The study was conducted as a case–control study on women attending the Obstetrics' and Gynaecology Clinics at King Khalid University Hospital (KKUH), Riyadh. The study protocol was approved by the Institutional Review Board at the College of Medicine, King Saud University, Riyadh, Saudi Arabia (Committee Reference Number: E-10-132 and E-14-1295). The aim of this study was clearly explained in Arabic, and informed consent was obtained. Only those females who volunteered were enrolled in the survey. Each subject included in the study was required to sign an informed consent form. The patients with RPL were recruited from the “Recurrent Abortion Clinic” at KKUH, and the inclusion criteria were as follows: women suffering from three or more consecutive spontaneous miscarriage. Exclusion criteria included non-Saudi females, females suffering from any major illness (insulin-dependent diabetes mellitus, congenital heart disease, renal disease, cardiovascular disease, and systemic lupus erythamatosus (SLE)), women with any risk factor for RPL (inborn errors of metabolism, kidney disease, congenital heart disease, etc.), and cervical incompetence.
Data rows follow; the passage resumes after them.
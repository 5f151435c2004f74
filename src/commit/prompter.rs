//! User interaction seam of the commit flow.

use dialoguer::{Confirm, Input};

use crate::error::CommitFlowError;
use crate::llm::CommitSuggestion;
use crate::vcs::ChangeRecord;

/// Everything the commit flow shows to or asks of the user.
#[cfg_attr(test, mockall::automock)]
pub trait SelectionPrompter {
    fn show_staged(&self, records: &[ChangeRecord]);

    fn show_suggestions(&self, suggestions: &[CommitSuggestion]);

    /// Read one raw answer to the selection prompt.
    fn read_choice(&self, count: usize) -> Result<String, CommitFlowError>;

    fn confirm(&self, message: &str) -> Result<bool, CommitFlowError>;

    fn notify(&self, message: &str);
}

/// Format the suggestion list as printed to the user.
pub fn format_suggestions(suggestions: &[CommitSuggestion]) -> String {
    let mut out = String::from("Suggested commit messages:\n");
    for (i, suggestion) in suggestions.iter().enumerate() {
        out.push_str(&format!("\n{}. {}\n", i + 1, suggestion.message));
        if !suggestion.explanation.is_empty() {
            out.push_str(&format!("   {}\n", suggestion.explanation));
        }
    }
    out
}

/// Prompter backed by stdout and dialoguer.
#[derive(Debug, Default)]
pub struct TerminalPrompter;

impl SelectionPrompter for TerminalPrompter {
    fn show_staged(&self, records: &[ChangeRecord]) {
        println!("→ Found {} staged files", records.len());
        for record in records {
            println!("  {} {}", record.status.marker(), record.path);
        }
    }

    fn show_suggestions(&self, suggestions: &[CommitSuggestion]) {
        println!();
        print!("{}", format_suggestions(suggestions));
        println!();
    }

    fn read_choice(&self, count: usize) -> Result<String, CommitFlowError> {
        Input::<String>::new()
            .with_prompt(format!(
                "Select (1-{count}), 0 to cancel, or type your own message"
            ))
            .allow_empty(true)
            .interact_text()
            .map_err(|e| CommitFlowError::Prompt(e.to_string()))
    }

    fn confirm(&self, message: &str) -> Result<bool, CommitFlowError> {
        Confirm::new()
            .with_prompt(message)
            .default(true)
            .interact()
            .map_err(|e| CommitFlowError::Prompt(e.to_string()))
    }

    fn notify(&self, message: &str) {
        println!("{message}");
    }
}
All miscarriage cases with a chromosomal abnormality or congenital malformation were also excluded from the study. The PTD patients were recruited from the delivery room. The inclusion criteria were women who delivered spontaneously before the 37th week of gestation in this last pregnancy. The exclusion criteria were placenta previa, multiple pregnancies, preeclampsia, infections, and babies born with any malformation. (As a policy at KKUH, all patients with PTD have vaginal swap examination, and infection was not reported in any of the women included in this study). The control group was recruited from the delivery room, with full-term spontaneous delivery and no previous history of RPL or PTD. The controls were matched with the patients in terms of age and BMI. Parental karyotyping was done to exclude balanced chromosomal aberration in all cases. The study included a total of 309 women, namely, 105 suffering from RPL, 54 had PTD, and 150 were the controls without RPL or PTD. Of these, nine women were not included in this study. Five of these did not satisfy the inclusion criteria (only one miscarriage) and 4 satisfied the exclusion criteria (non-Saudis = 2, placenta previa = 1, multiple pregnancies = 1).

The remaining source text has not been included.